To adapt the IDAP platform to this domain, there is a need to define a specific application ontology that contains the terms of the following five concepts associated with the tourism domain: tourist attraction, travel destination, accommodation, hotel, and airport. For this, the Protégé (http://protege.stanford.edu/, accessed on 8 August 2021) tool has been used, an editing and ontology tool that includes a framework for the construction of intelligent systems. Freebase information source has also been used to extract information relevant to ‘travel_destination’, ‘accommodation’ and ‘tourist_attraction’. These categories provide the following fields: name, description and image. The ‘tourist_attraction’ information was obtained via its name, and the RDF information was consulted to provide the Freebase ID of the attraction.

ML-Tour uses DBPedia to obtain transport information via its SPARQL endpoint and Apache Jena. Special emphasis was placed on the detection of airports associated with a specific destination. Elements of the type schema:Airport are sought and related to elements of the type dbpedia-owl:PopulatedPlace via the dbpprop:cityServed property.
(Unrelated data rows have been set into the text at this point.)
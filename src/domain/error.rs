use thiserror::Error;

use super::models::date_formatter::DateFormatError;
use super::ports::config_map::AccessError;

/// The first failure that stopped a message configuration from loading.
#[derive(Error, Debug, Clone, PartialEq, Eq)]
pub enum ValidationCause {
    #[error("{key} must be provided")]
    MissingKey { key: &'static str },

    #[error("{key} has the wrong type: {source}")]
    WrongType {
        key: &'static str,
        #[source]
        source: AccessError,
    },

    #[error("Invalid date pattern {pattern:?}: {reason}")]
    BadPattern { pattern: String, reason: String },

    #[error("Invalid date locale {tag:?}")]
    BadLocale { tag: String },

    #[error("{key} is not a valid integer: {value}")]
    BadInteger { key: &'static str, value: String },
}

impl ValidationCause {
    /// Classify an accessor failure for `key`.
    pub fn from_access(key: &'static str, source: AccessError) -> Self {
        match source {
            AccessError::OutOfRange { value, .. } => Self::BadInteger { key, value },
            source => Self::WrongType { key, source },
        }
    }

    /// The configuration key this failure relates to, when there is one.
    pub const fn key(&self) -> Option<&'static str> {
        match self {
            Self::MissingKey { key }
            | Self::WrongType { key, .. }
            | Self::BadInteger { key, .. } => Some(*key),
            Self::BadPattern { .. } | Self::BadLocale { .. } => None,
        }
    }
}

impl From<DateFormatError> for ValidationCause {
    fn from(err: DateFormatError) -> Self {
        match err {
            DateFormatError::InvalidPattern { pattern, reason } => {
                Self::BadPattern { pattern, reason }
            }
            DateFormatError::UnknownLocale { tag } => Self::BadLocale { tag },
        }
    }
}

/// A message configuration could not be built.
///
/// Wraps exactly one [`ValidationCause`]: the first failure encountered.
#[derive(Error, Debug, Clone, PartialEq, Eq)]
#[error("Message configuration is invalid: {cause}")]
pub struct ValidationError {
    #[source]
    cause: ValidationCause,
}

impl ValidationError {
    pub const fn new(cause: ValidationCause) -> Self {
        Self { cause }
    }

    pub const fn cause(&self) -> &ValidationCause {
        &self.cause
    }

    pub fn into_cause(self) -> ValidationCause {
        self.cause
    }

    /// The configuration key the failure relates to, when there is one.
    pub const fn key(&self) -> Option<&'static str> {
        self.cause.key()
    }
}

impl From<ValidationCause> for ValidationError {
    fn from(cause: ValidationCause) -> Self {
        Self::new(cause)
    }
}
PopulatedPlace elements must have a foaf:name value that matches the name of the destination in order to obtain all the possible airports. The access to Expedia data has been achieved via the Restful API (http://developer.ean.com, accessed on 8 August 2021), and the returned XML data were transformed into RDF via XSL in order to integrate them with the data obtained from DBPedia.

The recommendations of destinations, cities, events, or locations to visit are provided by the intelligent agent recommender. It is based on the similar items collaborative filtering method (using a 1–5 ascending rating scale), and it uses the comments and evaluations of users. Table 1 shows the association of subjective labels and the obtained scores of the evaluations.

The design of the Semantic Web service for the tourism domain was undertaken using Semantic Anotations for WSDL (SAWSDL). Annotations were made indicating the modelReference for the concepts City, Tourist_Attraction, Accommodation, and Transport, and the properties name, description, URL, URLimage, Transport, and webTransport.

A sentiment analysis module was added, as proposed by [55], and it analyzes comments on TripAdvisor to obtain the sentiment as either negative or positive. The module is fed using the harvested information for three categories using the Mozenda (https://www.mozenda.com/, accessed on 8 August 2021) tool: Cities, Hotels, and Attractions. From Cities, the fields City and Comments were extracted; from Hotels, the fields City, Hotel, and Comments were extracted; and from Attractions, the fields City, Attraction, and Comments were extracted. The data are converted into XML and RDF files, adhering to Semantic Web standards. The output of the module is the evaluation of the sentiment on a 1–5 ascending rating scale.

5. Biomedicine Domain Use Case

The biomedicine domains, and, in particular, the subdomain of personalized medicine, require flexible information systems capable of providing accurate, up-to-date, and inter-related information based on stratified access to different sources of heterogeneous data [56]. The data sources that store information relevant to the effective teaching and practice of personalized medicine can be classified into three large groups: (i) the genomic information of individual patients, (ii) the medical history (electronic health records) of a patient and others like him/her, and (iii) large biomedical databases (general and specific) able to provide information valuable in the personalization of treatment.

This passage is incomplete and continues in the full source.